The Place d'Hotel de Ville is somewhere you must visit more than once - it managed to combine two of my favourite aspects of Aix. I stumbled across it on my way across town towards the road out to Cézanne's home. It's picturesque at any time, but in the morning it is the home to a market. The array of fruit and vegetables, fish, herbs, spices, cheeses, and all top quality, had to be seen to be believed. Having worked in the food trade for two longish periods, and being fond of both cooking and eating, I love food markets and good food shops. Aix-En-Provence is blessed with both. There are lots of shops, mostly the small shops that could be found in any English town beforen the giant out-of-town supermarkets drove them all out of business. Aix is a warren of shops like that. One shop I found specialised in pink. Pink what? Pink everything. The only person in the shop, who I took to be the owner, was dressed entirely in pink. She had pink scarves, pink doorknobs, pink plastic eyeballs on legs - if it was pink, she seemed to stock it. The following day I was at a street market where a stall holder was dressed in black. And while she didn't have the wide range of goods of the lady in pink, she had more black clothing than I can remember seeing before: black leather belts, black frilly things, black boots and shoes, black hats and scarves. So now you know where to go if you need black or pink.
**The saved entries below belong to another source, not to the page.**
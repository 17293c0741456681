//! CLI commands

pub mod build;
pub mod clean;
pub mod import;
pub mod list;
pub mod render;
//! hashsite: a static showcase site with a hash-fragment router
//!
//! The library holds the routing, navigation and content-loading logic as
//! pure view functions over a small UI-surface adapter. The binary wraps it
//! with build, import, render and serve commands.

pub mod app;
pub mod commands;
pub mod config;
pub mod content;
pub mod error;
pub mod helpers;
pub mod model;
pub mod navigation;
pub mod router;
pub mod server;
pub mod surface;

use anyhow::{Context, Result};
use std::path::{Path, PathBuf};

use model::{RouteTable, SiteStructure};

/// The main site application
#[derive(Clone)]
pub struct Site {
    /// Site configuration
    pub config: config::SiteConfig,
    /// Base directory
    pub base_dir: PathBuf,
    /// Imported data (routes, tokens, JSONL content)
    pub data_dir: PathBuf,
    /// Build output directory
    pub dist_dir: PathBuf,
    /// HTML layouts
    pub layouts_dir: PathBuf,
    /// Stylesheets
    pub styles_dir: PathBuf,
    /// Browser scripts copied verbatim into the output
    pub core_dir: PathBuf,
    /// Site structure configuration
    pub config_dir: PathBuf,
}

impl Site {
    /// Create a new site from a directory
    pub fn new<P: AsRef<Path>>(base_dir: P) -> Result<Self> {
        let base_dir = base_dir.as_ref().to_path_buf();
        let config_path = base_dir.join("_config.yml");

        let config = if config_path.exists() {
            config::SiteConfig::load(&config_path)?
        } else {
            config::SiteConfig::default()
        };

        Ok(Self::with_config(base_dir, config))
    }

    /// Create a site from an already loaded configuration
    pub fn with_config(base_dir: PathBuf, config: config::SiteConfig) -> Self {
        Self {
            data_dir: base_dir.join(&config.data_dir),
            dist_dir: base_dir.join(&config.dist_dir),
            layouts_dir: base_dir.join(&config.layouts_dir),
            styles_dir: base_dir.join(&config.styles_dir),
            core_dir: base_dir.join(&config.core_dir),
            config_dir: base_dir.join(&config.config_dir),
            config,
            base_dir,
        }
    }

    /// Path of the site structure file
    pub fn structure_path(&self) -> PathBuf {
        self.config_dir.join(&self.config.structure_file)
    }

    /// Path of the imported route table
    pub fn routes_path(&self) -> PathBuf {
        self.data_dir.join("routes.json")
    }

    /// Load the site structure tree, validating menu references
    pub fn load_structure(&self) -> Result<SiteStructure> {
        let path = self.structure_path();
        let structure = SiteStructure::load(&path)
            .with_context(|| format!("Failed to load site structure from {:?}", path))?;

        let issues = structure.validate();
        for issue in &issues {
            tracing::warn!("{}", issue);
        }
        if self.config.strict && !issues.is_empty() {
            anyhow::bail!(
                "Site structure has {} inconsistent entries (strict mode)",
                issues.len()
            );
        }

        Ok(structure)
    }

    /// Load the route table
    pub fn load_routes(&self) -> Result<RouteTable> {
        let path = self.routes_path();
        RouteTable::load(&path).with_context(|| format!("Failed to load routes from {:?}", path))
    }

    /// Build the static output
    pub fn build(&self) -> Result<()> {
        commands::build::run(self)
    }

    /// Remove the output directory
    pub fn clean(&self) -> Result<()> {
        commands::clean::run(self)
    }
}
//! Date helper functions

use chrono::{DateTime, NaiveDate, NaiveDateTime};

/// Parse an ISO date or timestamp into a calendar date
///
/// Accepts RFC 3339 timestamps, naive `YYYY-MM-DDTHH:MM:SS` timestamps and
/// plain `YYYY-MM-DD` dates.
pub fn parse_iso_date(s: &str) -> Option<NaiveDate> {
    let s = s.trim();
    if let Ok(dt) = DateTime::parse_from_rfc3339(s) {
        return Some(dt.date_naive());
    }
    if let Ok(dt) = NaiveDateTime::parse_from_str(s, "%Y-%m-%dT%H:%M:%S%.f") {
        return Some(dt.date());
    }
    NaiveDate::parse_from_str(s, "%Y-%m-%d").ok()
}

/// chrono format string for a locale's short date
pub fn locale_date_format(locale: &str) -> &'static str {
    match locale {
        "ru-RU" | "ru" | "de-DE" | "de" => "%d.%m.%Y",
        "en-US" | "en" => "%-m/%-d/%Y",
        "en-GB" | "fr-FR" | "fr" => "%d/%m/%Y",
        _ => "%Y-%m-%d",
    }
}

/// Format an ISO date string the way the locale writes short dates
///
/// Returns `None` when the input is not a recognizable date.
///
/// # Examples
/// ```
/// use hashsite::helpers::locale_date;
/// assert_eq!(locale_date("2024-03-05T10:00:00Z", "ru-RU").as_deref(), Some("05.03.2024"));
/// ```
pub fn locale_date(iso: &str, locale: &str) -> Option<String> {
    parse_iso_date(iso).map(|d| d.format(locale_date_format(locale)).to_string())
}
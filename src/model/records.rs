//! Records of the line-delimited content files

use serde::{Deserialize, Deserializer, Serialize};

/// One line of kb_glossary_lite.jsonl
#[derive(Debug, Clone, Default, PartialEq, Serialize, Deserialize)]
#[serde(default)]
pub struct GlossaryTerm {
    #[serde(deserialize_with = "null_as_default")]
    pub slug: String,
    #[serde(deserialize_with = "null_as_default")]
    pub title: String,
    pub lite_summary: Option<String>,
}

/// One line of stories_digests.jsonl
#[derive(Debug, Clone, Default, PartialEq, Serialize, Deserialize)]
#[serde(default)]
pub struct StoryDigest {
    #[serde(deserialize_with = "null_as_default")]
    pub slug: String,
    #[serde(deserialize_with = "null_as_default")]
    pub title: String,
    #[serde(deserialize_with = "null_as_default")]
    pub episodes: Vec<serde_json::Value>,
    /// ISO date string
    pub generated_at: Option<String>,
}

/// `null` reads as the field's default, like a missing key
fn null_as_default<'de, D, T>(deserializer: D) -> Result<T, D::Error>
where
    D: Deserializer<'de>,
    T: Default + Deserialize<'de>,
{
    Ok(Option::<T>::deserialize(deserializer)?.unwrap_or_default())
}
But there are two kinds of small shops that stand out: really nice clothes shops and really nice food shops. There were some gorgeous shirts at a price I would never pay, similarly shoes. I gawped at a few.
But the top shops for me were the food shops. Let's start from the market. There picture shows a single stall in the fruit and veg market. This was one of many. One stall had nothing but mushrooms - more types, different sizes, some huge, some tiny, just a wide array of mushrooms. Another stall had rows and rows of herbs and lavender. I walked round and round just drinking it all in and wishing I could buy vegetables from my table there. This was just one food market I saw. It was not the only one.
I went off to see the Cézanne house, and on the way back called in to pick up some herbs. And the market was being demolished. It was mornings only, and back the following day. Instead the restaurants round the square were extending their groups of tables, and when I next came that way there was room to seat several hundred people. These open air cafés are one of the things I love most about continental Europe, from Amsterdam south. But the ones in Provence take the cake. It's partly the climate, partly the relaxed atmosphere, and partly the enormous variety on offer, from really good quality restaurants with a menu and wine list to tempt anyone to bars and snacks. And you can get a good local wine in any of them.
Then there are the cake and pastry shops: merangues, flans, tarts, bread, everything. I could have overloaded on sugar and cholesterol very easily indeed. So, getting back to the day, I walked into the market, found it gone, and wandered off down another street that I hadn't tried before. After a few steps it opened out into a wide square, and all down one side restaurant after restaurant. I browsed a few menus, and decided on the obvious: this is Provence, we're a short way from the Med, go for the sea food. I found a table, sat down, and over came the waiter with a menu.
A serving of mussels |
I didn't need it: "Meules Marinierre s'il vous plait". I ordered a carafe of white côtes du rhône wine, and sat back.
In a trice there was a basket of crisp-crusted French bread, then came the wine and a flagon of water. I settled down to enjoy nibbling the bread, and sipping the wine. Soon the mussels arrived, along with a plate of French Fries. Fortunately I'd been served mussels in an establishment like this before and knew what to expect. It needs most of the afternoon and has to be washed down with half a litre of wine.